PROVIDED ENTRIES START

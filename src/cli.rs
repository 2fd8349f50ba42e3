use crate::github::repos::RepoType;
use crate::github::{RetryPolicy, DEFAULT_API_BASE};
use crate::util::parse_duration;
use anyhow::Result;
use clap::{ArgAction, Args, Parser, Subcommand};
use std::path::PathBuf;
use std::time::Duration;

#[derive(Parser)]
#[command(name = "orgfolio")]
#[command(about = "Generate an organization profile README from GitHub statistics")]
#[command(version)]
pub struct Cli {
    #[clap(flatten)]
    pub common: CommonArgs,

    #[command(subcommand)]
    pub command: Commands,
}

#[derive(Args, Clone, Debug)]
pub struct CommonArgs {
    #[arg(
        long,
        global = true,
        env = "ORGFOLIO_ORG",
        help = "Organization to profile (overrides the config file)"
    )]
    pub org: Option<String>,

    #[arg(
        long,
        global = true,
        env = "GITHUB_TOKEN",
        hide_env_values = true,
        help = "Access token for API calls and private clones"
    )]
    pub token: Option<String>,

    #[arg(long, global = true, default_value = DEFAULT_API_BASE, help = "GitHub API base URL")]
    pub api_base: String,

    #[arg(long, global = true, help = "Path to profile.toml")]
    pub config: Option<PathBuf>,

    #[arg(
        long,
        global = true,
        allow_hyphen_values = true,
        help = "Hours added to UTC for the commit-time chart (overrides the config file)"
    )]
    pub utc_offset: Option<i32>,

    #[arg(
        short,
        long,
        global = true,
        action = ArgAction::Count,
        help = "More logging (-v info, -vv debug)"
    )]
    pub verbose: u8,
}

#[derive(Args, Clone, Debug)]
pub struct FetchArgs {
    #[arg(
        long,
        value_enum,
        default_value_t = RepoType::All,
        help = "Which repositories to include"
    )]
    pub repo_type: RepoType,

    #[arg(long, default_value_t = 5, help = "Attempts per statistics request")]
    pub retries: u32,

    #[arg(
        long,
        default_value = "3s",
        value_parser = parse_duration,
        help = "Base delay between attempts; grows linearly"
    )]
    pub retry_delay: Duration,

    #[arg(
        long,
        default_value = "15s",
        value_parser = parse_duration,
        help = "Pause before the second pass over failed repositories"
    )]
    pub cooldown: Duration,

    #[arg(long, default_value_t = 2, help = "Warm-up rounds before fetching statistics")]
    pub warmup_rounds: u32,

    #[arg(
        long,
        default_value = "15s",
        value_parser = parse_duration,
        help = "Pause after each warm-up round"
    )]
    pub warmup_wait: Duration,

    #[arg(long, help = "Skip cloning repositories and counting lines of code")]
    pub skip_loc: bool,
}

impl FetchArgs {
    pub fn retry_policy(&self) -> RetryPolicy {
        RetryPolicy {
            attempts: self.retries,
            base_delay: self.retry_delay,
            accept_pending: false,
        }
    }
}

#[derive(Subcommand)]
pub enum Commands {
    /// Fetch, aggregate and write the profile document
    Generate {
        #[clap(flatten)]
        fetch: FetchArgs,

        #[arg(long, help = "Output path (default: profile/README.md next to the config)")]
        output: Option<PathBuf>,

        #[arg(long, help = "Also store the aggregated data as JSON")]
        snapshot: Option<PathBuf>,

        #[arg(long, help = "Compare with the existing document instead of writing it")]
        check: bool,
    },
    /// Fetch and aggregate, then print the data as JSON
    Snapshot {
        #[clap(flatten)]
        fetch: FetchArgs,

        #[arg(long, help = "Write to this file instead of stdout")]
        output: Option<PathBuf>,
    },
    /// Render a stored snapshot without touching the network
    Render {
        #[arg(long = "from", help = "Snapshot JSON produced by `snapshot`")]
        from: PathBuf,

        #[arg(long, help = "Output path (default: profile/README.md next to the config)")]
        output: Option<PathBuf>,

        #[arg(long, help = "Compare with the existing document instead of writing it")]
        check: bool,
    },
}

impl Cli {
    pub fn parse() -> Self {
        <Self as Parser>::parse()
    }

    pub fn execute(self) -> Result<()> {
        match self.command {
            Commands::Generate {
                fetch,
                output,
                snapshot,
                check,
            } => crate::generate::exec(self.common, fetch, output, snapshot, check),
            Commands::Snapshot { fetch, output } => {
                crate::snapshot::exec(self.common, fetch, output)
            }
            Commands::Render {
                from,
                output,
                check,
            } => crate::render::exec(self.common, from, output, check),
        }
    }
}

PROVIDED ENTRIES END
PROVIDED ENTRIES START

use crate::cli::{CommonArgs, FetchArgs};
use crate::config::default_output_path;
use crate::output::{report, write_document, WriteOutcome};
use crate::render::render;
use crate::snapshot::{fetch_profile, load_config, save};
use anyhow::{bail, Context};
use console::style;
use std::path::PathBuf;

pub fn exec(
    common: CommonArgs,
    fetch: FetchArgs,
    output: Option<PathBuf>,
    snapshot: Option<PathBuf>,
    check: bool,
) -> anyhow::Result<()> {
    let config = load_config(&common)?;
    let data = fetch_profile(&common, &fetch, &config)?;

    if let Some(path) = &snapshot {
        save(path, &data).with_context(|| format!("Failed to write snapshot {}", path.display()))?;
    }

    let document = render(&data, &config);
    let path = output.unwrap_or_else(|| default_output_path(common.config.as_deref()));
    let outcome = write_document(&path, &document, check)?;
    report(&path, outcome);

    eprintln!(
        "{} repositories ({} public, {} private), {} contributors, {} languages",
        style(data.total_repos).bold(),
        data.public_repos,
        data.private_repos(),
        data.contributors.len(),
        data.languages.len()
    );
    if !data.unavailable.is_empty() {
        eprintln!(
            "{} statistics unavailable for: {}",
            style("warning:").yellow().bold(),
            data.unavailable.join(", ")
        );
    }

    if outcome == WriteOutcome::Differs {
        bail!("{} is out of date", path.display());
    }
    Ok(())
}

PROVIDED ENTRIES END
PROVIDED ENTRIES START

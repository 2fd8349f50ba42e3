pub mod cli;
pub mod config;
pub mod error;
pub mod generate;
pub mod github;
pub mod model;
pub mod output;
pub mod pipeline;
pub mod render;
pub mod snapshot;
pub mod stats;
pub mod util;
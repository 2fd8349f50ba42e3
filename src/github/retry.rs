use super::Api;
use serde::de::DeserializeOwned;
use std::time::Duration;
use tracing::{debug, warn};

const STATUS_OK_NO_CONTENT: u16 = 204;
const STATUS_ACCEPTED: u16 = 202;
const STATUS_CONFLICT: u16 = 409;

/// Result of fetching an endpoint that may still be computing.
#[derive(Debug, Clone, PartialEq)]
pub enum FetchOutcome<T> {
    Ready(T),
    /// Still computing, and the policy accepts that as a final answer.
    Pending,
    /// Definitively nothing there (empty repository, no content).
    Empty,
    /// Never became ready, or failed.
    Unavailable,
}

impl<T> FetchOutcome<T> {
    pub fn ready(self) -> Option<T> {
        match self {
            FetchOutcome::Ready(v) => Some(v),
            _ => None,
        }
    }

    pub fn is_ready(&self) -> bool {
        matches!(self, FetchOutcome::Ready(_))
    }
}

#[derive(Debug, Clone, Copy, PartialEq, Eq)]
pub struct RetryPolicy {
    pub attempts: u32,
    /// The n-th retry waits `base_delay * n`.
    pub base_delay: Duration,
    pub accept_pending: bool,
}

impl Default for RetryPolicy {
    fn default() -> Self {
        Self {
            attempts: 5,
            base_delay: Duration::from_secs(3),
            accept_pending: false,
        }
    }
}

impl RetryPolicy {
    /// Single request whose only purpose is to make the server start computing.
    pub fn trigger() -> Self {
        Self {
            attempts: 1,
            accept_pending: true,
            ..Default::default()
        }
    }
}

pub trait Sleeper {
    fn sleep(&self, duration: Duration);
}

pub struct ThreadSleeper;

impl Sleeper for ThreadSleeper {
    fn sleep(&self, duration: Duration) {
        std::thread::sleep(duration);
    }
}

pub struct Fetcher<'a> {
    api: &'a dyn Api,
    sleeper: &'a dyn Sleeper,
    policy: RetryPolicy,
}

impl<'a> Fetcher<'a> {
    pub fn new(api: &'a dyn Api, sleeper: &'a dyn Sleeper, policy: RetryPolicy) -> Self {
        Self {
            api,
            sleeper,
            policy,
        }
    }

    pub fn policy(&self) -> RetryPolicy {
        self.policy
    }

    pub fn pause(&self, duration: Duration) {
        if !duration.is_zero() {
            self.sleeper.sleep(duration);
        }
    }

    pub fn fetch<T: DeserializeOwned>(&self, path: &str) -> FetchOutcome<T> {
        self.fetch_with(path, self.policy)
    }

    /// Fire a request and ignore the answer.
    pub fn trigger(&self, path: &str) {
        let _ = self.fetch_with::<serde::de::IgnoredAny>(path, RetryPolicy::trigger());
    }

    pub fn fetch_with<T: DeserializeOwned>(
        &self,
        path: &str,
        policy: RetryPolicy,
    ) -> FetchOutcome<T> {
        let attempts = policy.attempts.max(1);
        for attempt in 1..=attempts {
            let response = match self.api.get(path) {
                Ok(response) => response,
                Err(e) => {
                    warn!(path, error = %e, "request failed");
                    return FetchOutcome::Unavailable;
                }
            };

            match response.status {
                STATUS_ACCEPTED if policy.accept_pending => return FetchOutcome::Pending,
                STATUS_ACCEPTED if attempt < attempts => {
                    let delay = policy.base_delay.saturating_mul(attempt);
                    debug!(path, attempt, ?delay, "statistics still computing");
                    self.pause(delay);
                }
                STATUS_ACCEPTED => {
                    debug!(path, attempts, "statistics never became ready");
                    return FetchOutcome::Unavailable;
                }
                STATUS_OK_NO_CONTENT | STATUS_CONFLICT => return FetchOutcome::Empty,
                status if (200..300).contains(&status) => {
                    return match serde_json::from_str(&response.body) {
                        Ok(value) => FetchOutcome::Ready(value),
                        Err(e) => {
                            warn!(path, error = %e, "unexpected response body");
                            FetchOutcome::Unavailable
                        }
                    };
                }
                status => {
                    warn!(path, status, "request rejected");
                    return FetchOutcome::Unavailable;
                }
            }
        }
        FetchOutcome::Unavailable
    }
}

PROVIDED ENTRIES END

* [THE TASK]:
Starting from the data above, filter for lines with "style" and copy each one.

* [RESPONSE]:
use console::style;
        style(data.total_repos).bold(),
            style("warning:").yellow().bold(),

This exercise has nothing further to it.